Many of these issues I am glad to say have been investigated and reported on by the House of Commons Public Administration Select Committee of which I am proud to have been a member for the last six years. It really is a splendid committee with a superb group of Members from all parties and a brilliant Chairman in Dr Tony Wright MP. We have battled away year after year to try to clean up our politics at every level. Our messages have been loud and clear and are starting to be noticed but not all acted upon just yet.
This brings me to my last and most serious point. Tony Wright MP also chairs an All Party Parliamentary Group on constitutional affairs which looks at political issues more widely. It has been of serious concern that election turnouts in Britain are considerably lower than they are in other European countries. Tests of opinion also show that in Britain there is a degree of disillusion with politics which has grown since the 1980s. A recent comparative test showed Britain with around 57% confidence in "political outcomes", compared with well over 80% in some Scandinavian countries for example. In 2001 too the general election turnout was only 59%, with 41% of the people not voting at all. This was increased slightly in 2005 partly by the free availability of postal vote.

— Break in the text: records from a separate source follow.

// SPDX-License-Identifier: MPL-2.0
//! Recording toast sink.
//!
//! Logs every request through `tracing` and keeps a journal of accepted
//! calls. Used by the demo binary in place of a platform notifier, and by
//! tests to assert on what the mirror asked for.

use crate::application::port::{ProgressData, SinkError, ToastNotification, ToastSink};
use crate::mirror::MirrorHandle;
use tracing::{debug, info};

/// One accepted sink request.
#[derive(Debug, Clone, PartialEq)]
pub enum SinkCall {
    Show(ToastNotification),
    Update {
        tag: String,
        group: String,
        data: ProgressData,
    },
    Hide(ToastNotification),
    RemoveHistory {
        tag: String,
        group: String,
    },
}

#[derive(Debug, Default)]
pub struct RecordingSink {
    calls: Vec<SinkCall>,
    failing: bool,
    handle: Option<MirrorHandle>,
}

impl RecordingSink {
    #[must_use]
    pub fn new() -> Self {
        Self::default()
    }

    /// Makes every following request fail with [`SinkError::Unavailable`].
    pub fn set_failing(&mut self, failing: bool) {
        self.failing = failing;
    }

    #[must_use]
    pub fn calls(&self) -> &[SinkCall] {
        &self.calls
    }

    /// Returns and clears the journal.
    pub fn take_calls(&mut self) -> Vec<SinkCall> {
        std::mem::take(&mut self.calls)
    }

    /// Toasts passed to `show`, in order.
    #[must_use]
    pub fn shown(&self) -> Vec<&ToastNotification> {
        self.calls
            .iter()
            .filter_map(|call| match call {
                SinkCall::Show(toast) => Some(toast),
                _ => None,
            })
            .collect()
    }

    /// Progress data passed to `update`, in order.
    #[must_use]
    pub fn updates(&self) -> Vec<&ProgressData> {
        self.calls
            .iter()
            .filter_map(|call| match call {
                SinkCall::Update { data, .. } => Some(data),
                _ => None,
            })
            .collect()
    }

    /// Tags passed to `hide`, in order.
    #[must_use]
    pub fn hidden(&self) -> Vec<&str> {
        self.calls
            .iter()
            .filter_map(|call| match call {
                SinkCall::Hide(toast) => Some(toast.tag.as_str()),
                _ => None,
            })
            .collect()
    }

    /// Tags passed to `remove_history`, in order.
    #[must_use]
    pub fn removed_from_history(&self) -> Vec<&str> {
        self.calls
            .iter()
            .filter_map(|call| match call {
                SinkCall::RemoveHistory { tag, .. } => Some(tag.as_str()),
                _ => None,
            })
            .collect()
    }

    /// Handle received through `connect`, used to simulate platform events.
    #[must_use]
    pub fn handle(&self) -> Option<&MirrorHandle> {
        self.handle.as_ref()
    }

    #[must_use]
    pub fn is_connected(&self) -> bool {
        self.handle.is_some()
    }

    fn record(&mut self, call: SinkCall) -> Result<(), SinkError> {
        if self.failing {
            return Err(SinkError::Unavailable);
        }
        self.calls.push(call);
        Ok(())
    }
}

impl ToastSink for RecordingSink {
    fn show(&mut self, toast: &ToastNotification) -> Result<(), SinkError> {
        info!(
            tag = %toast.tag,
            priority = ?toast.priority,
            suppress_popup = toast.suppress_popup,
            text = toast.content.lines.first().map_or("", String::as_str),
            "show toast"
        );
        self.record(SinkCall::Show(toast.clone()))
    }

    fn update(&mut self, data: &ProgressData, tag: &str, group: &str) -> Result<(), SinkError> {
        info!(
            tag,
            value = %data.value_string,
            status = %data.status,
            sequence = data.sequence.value(),
            "update toast"
        );
        self.record(SinkCall::Update {
            tag: tag.to_string(),
            group: group.to_string(),
            data: data.clone(),
        })
    }

    fn hide(&mut self, toast: &ToastNotification) -> Result<(), SinkError> {
        info!(tag = %toast.tag, "hide toast");
        self.record(SinkCall::Hide(toast.clone()))
    }

    fn remove_history(&mut self, tag: &str, group: &str) -> Result<(), SinkError> {
        debug!(tag, group, "remove toast from history");
        self.record(SinkCall::RemoveHistory {
            tag: tag.to_string(),
            group: group.to_string(),
        })
    }

    fn connect(&mut self, handle: MirrorHandle) {
        self.handle = Some(handle);
    }

    fn disconnect(&mut self) {
        self.handle = None;
    }
}

#[cfg(test)]
mod tests {
    use super::*;
    use crate::application::port::{RenderedContent, ToastPriority};
    use std::sync::Arc;

    fn toast(tag: &str) -> ToastNotification {
        ToastNotification {
            tag: tag.to_string(),
            group: "group".to_string(),
            content: Arc::new(RenderedContent::default()),
            priority: ToastPriority::Default,
            suppress_popup: false,
            data: None,
            expires_on_reboot: false,
        }
    }

    #[test]
    fn records_accepted_calls_in_order() {
        let mut sink = RecordingSink::new();
        sink.show(&toast("a")).unwrap();
        sink.hide(&toast("a")).unwrap();
        sink.remove_history("a", "group").unwrap();

        assert_eq!(sink.calls().len(), 3);
        assert_eq!(sink.shown()[0].tag, "a");
        assert_eq!(sink.hidden(), vec!["a"]);
        assert_eq!(sink.removed_from_history(), vec!["a"]);
    }

    #[test]
    fn failing_sink_rejects_and_records_nothing() {
        let mut sink = RecordingSink::new();
        sink.set_failing(true);

        assert_eq!(sink.show(&toast("a")), Err(SinkError::Unavailable));
        assert!(sink.calls().is_empty());
    }

    #[test]
    fn take_calls_clears_journal() {
        let mut sink = RecordingSink::new();
        sink.show(&toast("a")).unwrap();

        assert_eq!(sink.take_calls().len(), 1);
        assert!(sink.calls().is_empty());
    }
}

However, academic research by a University Group reporting to the Committee showed that the only factor which showed up strongly in this decline of voter turnout was the increasing similarity between the political parties. The people rightly have spotted that the leaders of all three major parties essentially agree on their economic philosophy and in effect are denying choice to the electorate.
I have long argued that for democracy to be really meaningful, the parties should be distinct and offer a real choice of very different policies. A genuine traditional Labour Party with a more traditional Conservative Party, what I call a one nation patriotic Conservative Party and perhaps a third party supporting neo-liberal free market capitalism would provide a much more meaningful choice for voters at election time. There are many socialist inside the Labour Party and many traditional Conservatives in Parliament too. That being said, the leaderships of all three parties seem still to be committed to free market, globalised capitalism even when it is visibly collapsing before our eyes.
In the 25 years after the Second World War, we got out economic policies right. Since those arrangements were abandoned we have had four major recessions, with the present one likely to be the worst for 80 years. Now is the time for the political parties to offer real choices on economic policy at election time and see voters flooding back to the polls.